Software clients operating on or in conjunction with a computer system are often used to access data stored at a server with which the computer system can establish communications, such as through a local area network (LAN). In many instances, the data on the server is accessible only through a particular protocol, which in turn tends to limit a user to a particular client. Similarly, a particular type of client is typically configurable to operate with only certain types of servers or protocols. In an e-mail system, for example, in which users have associated mailboxes on a mail server, a particular protocol and often a particular messaging client is required for e-mail access. There is no single standard method for accessing e-mail stored on a server. Instead, there are several incompatible protocols defined by various vendors and standards bodies.
Each category of client accessing an application may have different capabilities and needs. For example, a POP client accessing a mail service may require a list of unique identifiers (UIDs) from the server, whereas a WAP client may require not only the UIDs, but also a subject. A desktop browser client may require not only UID and subject, but also information regarding message origination, date, importance, etc. When developing a service that can handle all of these needs, it would a more efficient use of bandwidth and processing power, both on the server and on a target data system such as a mail store, if only the necessary attributes were requested and returned whenever possible.
Another problem is that each of these clients may require slightly different behavior in response to a request. For example, a POP client might request that a message on the server be deleted, however, instead of removing it at the time of the request, the service has to wait until the POP client issues the QUIT command. For a WAP client, on the other hand, the message should be deleted immediately in response to a delete request.
A further problem that frequently occurs when building an application has to do with memory consumption and application performance. To improve performance, it often makes sense to cache results from a data store to more quickly respond to a follow-on request from the client. If data is stored in memory, the application can quickly use up all available memory. Even caching the data on disk can lead to disk space problems.
It is also possible to access multiple data sources that have different capabilities or support different mechanisms for querying information. In this case, code can quickly become convoluted when attempting to manage multiple and different request types.
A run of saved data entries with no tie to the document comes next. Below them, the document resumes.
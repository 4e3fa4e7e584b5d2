//! WebAssembly exports for the filter engine.
//!
//! These functions are exposed to JavaScript via wasm-bindgen and work on
//! flat RGBA byte slices (length `width * height * 4`, row-major), the
//! layout of canvas `ImageData`. A slice that does not describe a
//! `width x height` RGBA image - or a kernel that is not 3x3 - yields
//! `None` (JS `null`) rather than trapping.

use wasm_bindgen::prelude::*;

use crate::buffer::{Dimension, PixelBuffer};
use crate::filters::blur::Direction;
use crate::filters::color::ColorFilter;
use crate::kernel::ConvolutionMatrix;
use crate::session::Fuzzy;
use crate::surface;

fn ingest(data: &[u8], width: usize, height: usize) -> Option<Fuzzy> {
    Fuzzy::from_rgba(width, height, data.to_vec())
}

// ============================================================================
// Per-pixel filters
// ============================================================================

/// Keep only the named color channel (`"red"`, `"green"`, `"blue"`).
///
/// Unrecognized names are a no-op, matching the permissive filter contract.
#[wasm_bindgen]
pub fn color_filter_wasm(
    data: &[u8],
    width: usize,
    height: usize,
    channel: &str,
) -> Option<Vec<u8>> {
    let mut fuzzy = ingest(data, width, height)?;
    fuzzy.color_filter(ColorFilter::parse(channel));
    Some(fuzzy.into_buffer().into_rgba())
}

/// Invert every color channel except the named one; pass anything other
/// than `"red"`/`"green"`/`"blue"` to invert all three.
#[wasm_bindgen]
pub fn invert_wasm(data: &[u8], width: usize, height: usize, keep: &str) -> Option<Vec<u8>> {
    let mut fuzzy = ingest(data, width, height)?;
    fuzzy.invert(ColorFilter::parse(keep));
    Some(fuzzy.into_buffer().into_rgba())
}

/// Convert to greyscale.
#[wasm_bindgen]
pub fn greyscale_wasm(data: &[u8], width: usize, height: usize) -> Option<Vec<u8>> {
    let mut fuzzy = ingest(data, width, height)?;
    fuzzy.greyscale();
    Some(fuzzy.into_buffer().into_rgba())
}

// ============================================================================
// Windowed filters
// ============================================================================

/// Pixelate with `block_size x block_size` cells.
#[wasm_bindgen]
pub fn pixelate_wasm(
    data: &[u8],
    width: usize,
    height: usize,
    block_size: i32,
) -> Option<Vec<u8>> {
    let mut fuzzy = ingest(data, width, height)?;
    fuzzy.pixelate(block_size);
    Some(fuzzy.into_buffer().into_rgba())
}

/// Symmetric box blur.
#[wasm_bindgen]
pub fn box_blur_wasm(data: &[u8], width: usize, height: usize, size: i32) -> Option<Vec<u8>> {
    let mut fuzzy = ingest(data, width, height)?;
    fuzzy.box_blur(size).ok()?;
    Some(fuzzy.into_buffer().into_rgba())
}

/// Directional motion blur; `direction` is `"horizontal"` or `"vertical"`.
#[wasm_bindgen]
pub fn motion_blur_wasm(
    data: &[u8],
    width: usize,
    height: usize,
    size: i32,
    direction: &str,
) -> Option<Vec<u8>> {
    let mut fuzzy = ingest(data, width, height)?;
    fuzzy.motion_blur(size, Direction::parse(direction)).ok()?;
    Some(fuzzy.into_buffer().into_rgba())
}

// ============================================================================
// Convolution filters
// ============================================================================

/// Convolve with a row-major 3x3 kernel given as 9 weights.
///
/// Any other kernel length yields `None` before a pixel is touched.
#[wasm_bindgen]
pub fn convolution_wasm(
    data: &[u8],
    width: usize,
    height: usize,
    kernel: &[f32],
    divisor: f32,
    offset: f32,
) -> Option<Vec<u8>> {
    let rows: Vec<Vec<f32>> = kernel.chunks(3).map(<[f32]>::to_vec).collect();
    let matrix = ConvolutionMatrix::from_rows(&rows)
        .ok()?
        .with_divisor(divisor)
        .with_offset(offset);

    let mut fuzzy = ingest(data, width, height)?;
    fuzzy.convolution(&matrix);
    Some(fuzzy.into_buffer().into_rgba())
}

#[wasm_bindgen]
pub fn gaussian_blur_wasm(data: &[u8], width: usize, height: usize) -> Option<Vec<u8>> {
    let mut fuzzy = ingest(data, width, height)?;
    fuzzy.gaussian_blur();
    Some(fuzzy.into_buffer().into_rgba())
}

#[wasm_bindgen]
pub fn emboss_wasm(data: &[u8], width: usize, height: usize) -> Option<Vec<u8>> {
    let mut fuzzy = ingest(data, width, height)?;
    fuzzy.emboss();
    Some(fuzzy.into_buffer().into_rgba())
}

#[wasm_bindgen]
pub fn sharpen_wasm(data: &[u8], width: usize, height: usize) -> Option<Vec<u8>> {
    let mut fuzzy = ingest(data, width, height)?;
    fuzzy.sharpen();
    Some(fuzzy.into_buffer().into_rgba())
}

#[wasm_bindgen]
pub fn edge_trace_wasm(data: &[u8], width: usize, height: usize) -> Option<Vec<u8>> {
    let mut fuzzy = ingest(data, width, height)?;
    fuzzy.edge_trace();
    Some(fuzzy.into_buffer().into_rgba())
}

/// Scale every color channel by `value` (1.0 = no change, NaN falls back
/// to 1.0).
#[wasm_bindgen]
pub fn luminosity_wasm(data: &[u8], width: usize, height: usize, value: f32) -> Option<Vec<u8>> {
    let mut fuzzy = ingest(data, width, height)?;
    fuzzy.luminosity(value);
    Some(fuzzy.into_buffer().into_rgba())
}

#[wasm_bindgen]
pub fn lighten_wasm(data: &[u8], width: usize, height: usize) -> Option<Vec<u8>> {
    let mut fuzzy = ingest(data, width, height)?;
    fuzzy.lighten();
    Some(fuzzy.into_buffer().into_rgba())
}

#[wasm_bindgen]
pub fn darken_wasm(data: &[u8], width: usize, height: usize) -> Option<Vec<u8>> {
    let mut fuzzy = ingest(data, width, height)?;
    fuzzy.darken();
    Some(fuzzy.into_buffer().into_rgba())
}

// ============================================================================
// Egress
// ============================================================================

/// Nearest-neighbor resample to `new_width x new_height`; negative target
/// dimensions coerce to 0.
#[wasm_bindgen]
pub fn scale_wasm(
    data: &[u8],
    width: usize,
    height: usize,
    new_width: i32,
    new_height: i32,
) -> Option<Vec<u8>> {
    let buffer = PixelBuffer::from_rgba(width, height, data.to_vec())?;
    let target = Dimension::new(new_width as i64, new_height as i64);
    Some(surface::resize(&buffer, target).into_rgba())
}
Various prior art approaches have been developed for providing communications between systems and devices using different operating protocols. One such approach is set forth in U.S. Pat. No. 6,615,212 to Dutta et al., in which a transcoding proxy server receives a request for content from a client machine. The transcoding proxy server retrieves the content from an originating server. The retrieved content is provided in a first format type. In response to a determination that an increase in efficiency would be obtained by allowing the client to process the content in the first format type prior to transcoding the content into a second format type, the transcoding proxy server sends the content to the client in the first format type.
Furthermore, in response to a determination that the client does not have content processing software for processing the content in the first format, the transcoding proxy server sends content processing software for the first format type along with the content in the first format type to the client. The transcoding proxy server then transcodes the content from the first format type into the second format type and sends the content in the second format to the client.
Despite such prior art approaches, further protocol translation and/or conversion functionality may be desirable in certain applications.